(Collected data)
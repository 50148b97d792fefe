use clap::{Args, Parser, Subcommand};

#[derive(Parser)]
#[command(
    name = "uatgen",
    about = "uatgen: user-acceptance-test documents from a web application's route table",
    version
)]
pub struct Cli {
    /// Log level or filter directive (trace, debug, info, warn, error)
    #[arg(long, global = true, default_value = "warn")]
    pub log_level: String,

    #[command(subcommand)]
    pub command: Commands,
}

/// Where rule discovery reads middleware and policy definitions from.
#[derive(Args, Debug, Clone, Default)]
pub struct DiscoveryArgs {
    /// Application source root to scan (middleware, policies, alias registrations)
    #[arg(long, conflicts_with = "registry")]
    pub source_root: Option<String>,

    /// JSON introspection registry describing middleware and policies
    #[arg(long)]
    pub registry: Option<String>,

    /// Use only the static rule tables from the configuration
    #[arg(long, conflicts_with_all = ["source_root", "registry"])]
    pub no_discovery: bool,
}

#[derive(Subcommand)]
pub enum Commands {
    /// Generate UAT documents for every module
    Generate {
        /// Route-table snapshot (JSON)
        #[arg(long, default_value = "routes.json")]
        routes: String,

        /// Configuration file (defaults to ./uat.toml when present)
        #[arg(long)]
        config: Option<String>,

        /// Output format: markdown or json
        #[arg(long, default_value = "markdown")]
        format: String,

        /// Output directory (defaults to <config directory>/<YYYY-MM-DD>)
        #[arg(long)]
        output_dir: Option<String>,

        /// Users snapshot (JSON) for the users document
        #[arg(long)]
        users: Option<String>,

        #[command(flatten)]
        discovery: DiscoveryArgs,

        /// Output as JSON
        #[arg(long)]
        json: bool,
    },

    /// List modules derived from the route table
    Modules {
        /// Route-table snapshot (JSON)
        #[arg(long, default_value = "routes.json")]
        routes: String,

        /// Configuration file (defaults to ./uat.toml when present)
        #[arg(long)]
        config: Option<String>,

        #[command(flatten)]
        discovery: DiscoveryArgs,

        /// Output as JSON
        #[arg(long)]
        json: bool,
    },

    /// Show each selected route's prerequisites and where they came from
    Prerequisites {
        /// Route-table snapshot (JSON)
        #[arg(long, default_value = "routes.json")]
        routes: String,

        /// Configuration file (defaults to ./uat.toml when present)
        #[arg(long)]
        config: Option<String>,

        #[command(flatten)]
        discovery: DiscoveryArgs,

        /// Output as JSON
        #[arg(long)]
        json: bool,
    },

    /// Write the default configuration as TOML
    InitConfig {
        /// Destination path
        #[arg(long, default_value = "uat.toml")]
        path: String,

        /// Overwrite an existing file
        #[arg(long)]
        force: bool,
    },
}
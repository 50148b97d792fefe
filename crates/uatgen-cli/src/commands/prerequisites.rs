use crate::cli::DiscoveryArgs;
use crate::support::{
    discovery_or_exit, load_config_or_exit, load_routes_or_exit, print_json_or_exit,
};
use serde_json::{Value, json};
use uatgen_core::{Generator, PrerequisiteSource};

pub fn run(routes: String, config: Option<String>, discovery: DiscoveryArgs, json: bool) {
    let config = load_config_or_exit(config.as_deref());
    let routes = load_routes_or_exit(&routes);
    let discovery = discovery_or_exit(&discovery, &config);

    let generator = Generator::new(&config, discovery);
    let modules = generator.modules(&routes);

    if json {
        let rows: Vec<Value> = modules
            .iter()
            .flat_map(|module| {
                module.routes.iter().map(|entry| {
                    json!({
                        "module": module.name,
                        "uri": entry.route.path(),
                        "name": entry.route.name,
                        "action": entry.route.action,
                        "source": entry.source,
                        "prerequisites": entry.prerequisites,
                    })
                })
            })
            .collect();
        print_json_or_exit(&rows);
        return;
    }

    println!("uatgen prerequisites");
    for module in &modules {
        println!();
        println!("  {}", module.name);
        for entry in &module.routes {
            let source = match entry.source {
                PrerequisiteSource::Discovery => "discovery",
                PrerequisiteSource::Fallback => "static rules",
            };
            println!("    {} [{source}]", entry.route.path());
            if entry.prerequisites.is_empty() {
                println!("      - none");
            }
            for prerequisite in &entry.prerequisites {
                println!(
                    "      - {}: {}",
                    prerequisite.rule_type(),
                    prerequisite.description()
                );
            }
        }
    }
}
//! Introspection contract and the text heuristics shared by implementations.
//!
//! An [`Introspector`] answers narrow questions about the application's
//! middleware handlers and policies. Source-text scanning is best-effort:
//! results are hints for test authors, not guarantees.

use crate::error::DiscoveryError;
use regex::Regex;
use serde::{Deserialize, Serialize};
use std::sync::OnceLock;

/// Subject type (model) registered against a policy.
#[derive(Debug, Clone, PartialEq, Eq, Serialize, Deserialize)]
pub struct PolicyAssociation {
    pub subject: String,
    pub policy: String,
}

/// What introspection knows about one policy method.
#[derive(Debug, Clone, Default, PartialEq, Eq, Serialize, Deserialize)]
pub struct PolicyMethodArtifact {
    #[serde(default)]
    pub description: Option<String>,
    /// Permission names and `role:<name>` tokens the method checks.
    #[serde(default)]
    pub permissions: Vec<String>,
}

pub trait Introspector {
    /// Fully-qualified handler registered under a middleware alias.
    fn middleware_alias(&self, alias: &str) -> Result<Option<String>, DiscoveryError>;

    /// Every known middleware handler, fully qualified.
    fn middleware_handlers(&self) -> Result<Vec<String>, DiscoveryError>;

    /// Leading doc-comment summary of a handler.
    fn handler_description(&self, handler: &str) -> Result<Option<String>, DiscoveryError>;

    /// Whether a policy with this short name exists.
    fn has_policy(&self, policy: &str) -> Result<bool, DiscoveryError>;

    /// Registered subject -> policy associations, in registration order.
    fn policy_associations(&self) -> Result<Vec<PolicyAssociation>, DiscoveryError>;

    /// The named method of a policy, if the policy defines it.
    fn policy_method(
        &self,
        policy: &str,
        method: &str,
    ) -> Result<Option<PolicyMethodArtifact>, DiscoveryError>;
}

fn doc_summary_re() -> &'static Regex {
    static RE: OnceLock<Regex> = OnceLock::new();
    RE.get_or_init(|| {
        Regex::new(r"(?s)/\*\*\s*\n\s*\*\s*(.+?)(?:\n|\*/)")
            .expect("doc-summary regex must compile")
    })
}

fn permission_call_res() -> &'static [(Regex, Option<&'static str>); 3] {
    static RES: OnceLock<[(Regex, Option<&'static str>); 3]> = OnceLock::new();
    RES.get_or_init(|| {
        let compile = |pattern: &str| Regex::new(pattern).expect("permission regex must compile");
        [
            (compile(r#"hasPermissionTo\(['"]([^'"]+)['"]\)"#), None),
            (compile(r#"can\(['"]([^'"]+)['"]\)"#), None),
            (compile(r#"hasRole\(['"]([^'"]+)['"]\)"#), Some("role:")),
        ]
    })
}

/// First line of the first `/** ... */` block in `text`, trimmed.
pub fn doc_summary(text: &str) -> Option<String> {
    let captured = doc_summary_re().captures(text)?.get(1)?.as_str().trim();
    let captured = captured.trim_end_matches("*/").trim();
    (!captured.is_empty() && !captured.starts_with('@')).then(|| captured.to_string())
}

/// Permission and role checks referenced in a method body.
///
/// Grouped by call kind (`hasPermissionTo`, `can`, `hasRole`), roles prefixed
/// with `role:`, duplicates dropped keeping the first occurrence.
pub fn scan_permission_checks(source: &str) -> Vec<String> {
    let mut found = Vec::new();
    for (re, prefix) in permission_call_res() {
        for caps in re.captures_iter(source) {
            if let Some(m) = caps.get(1) {
                found.push(format!("{}{}", prefix.unwrap_or(""), m.as_str()));
            }
        }
    }
    dedupe_preserving_order(found)
}

pub fn dedupe_preserving_order(items: Vec<String>) -> Vec<String> {
    let mut seen = std::collections::HashSet::new();
    items
        .into_iter()
        .filter(|item| seen.insert(item.clone()))
        .collect()
}

#[cfg(test)]
mod tests {
    use super::*;

    #[test]
    fn doc_summary_takes_first_line() {
        let source = "<?php\n\n/**\n * Ensure the user belongs to the current team.\n *\n * @param Request $request\n */\nclass EnsureTeam {}";
        assert_eq!(
            doc_summary(source).as_deref(),
            Some("Ensure the user belongs to the current team.")
        );
    }

    #[test]
    fn doc_summary_ignores_tag_only_blocks() {
        assert!(doc_summary("/**\n * @return bool\n */").is_none());
        assert!(doc_summary("// plain comment").is_none());
    }

    #[test]
    fn permission_scan_groups_kinds_and_dedupes() {
        let body = r#"
            if ($user->hasRole('auditor')) { return true; }
            return $user->can("view-posts")
                || $user->hasPermissionTo('manage-posts')
                || $user->can('view-posts');
        "#;
        assert_eq!(
            scan_permission_checks(body),
            vec!["manage-posts", "view-posts", "role:auditor"]
        );
    }
}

Work task: Please transcribe the data exactly from its first line. End with the line that contains "middleware and policies".

Answer for this exercise:
repository 50148b97d792fefe
use clap::{Args, Parser, Subcommand};

#[derive(Parser)]
#[command(
    name = "uatgen",
    about = "uatgen: user-acceptance-test documents from a web application's route table",
    version
)]
pub struct Cli {
    /// Log level or filter directive (trace, debug, info, warn, error)
    #[arg(long, global = true, default_value = "warn")]
    pub log_level: String,

    #[command(subcommand)]
    pub command: Commands,
}

/// Where rule discovery reads middleware and policy definitions from.
#[derive(Args, Debug, Clone, Default)]
pub struct DiscoveryArgs {
    /// Application source root to scan (middleware, policies, alias registrations)
    #[arg(long, conflicts_with = "registry")]
    pub source_root: Option<String>,

    /// JSON introspection registry describing middleware and policies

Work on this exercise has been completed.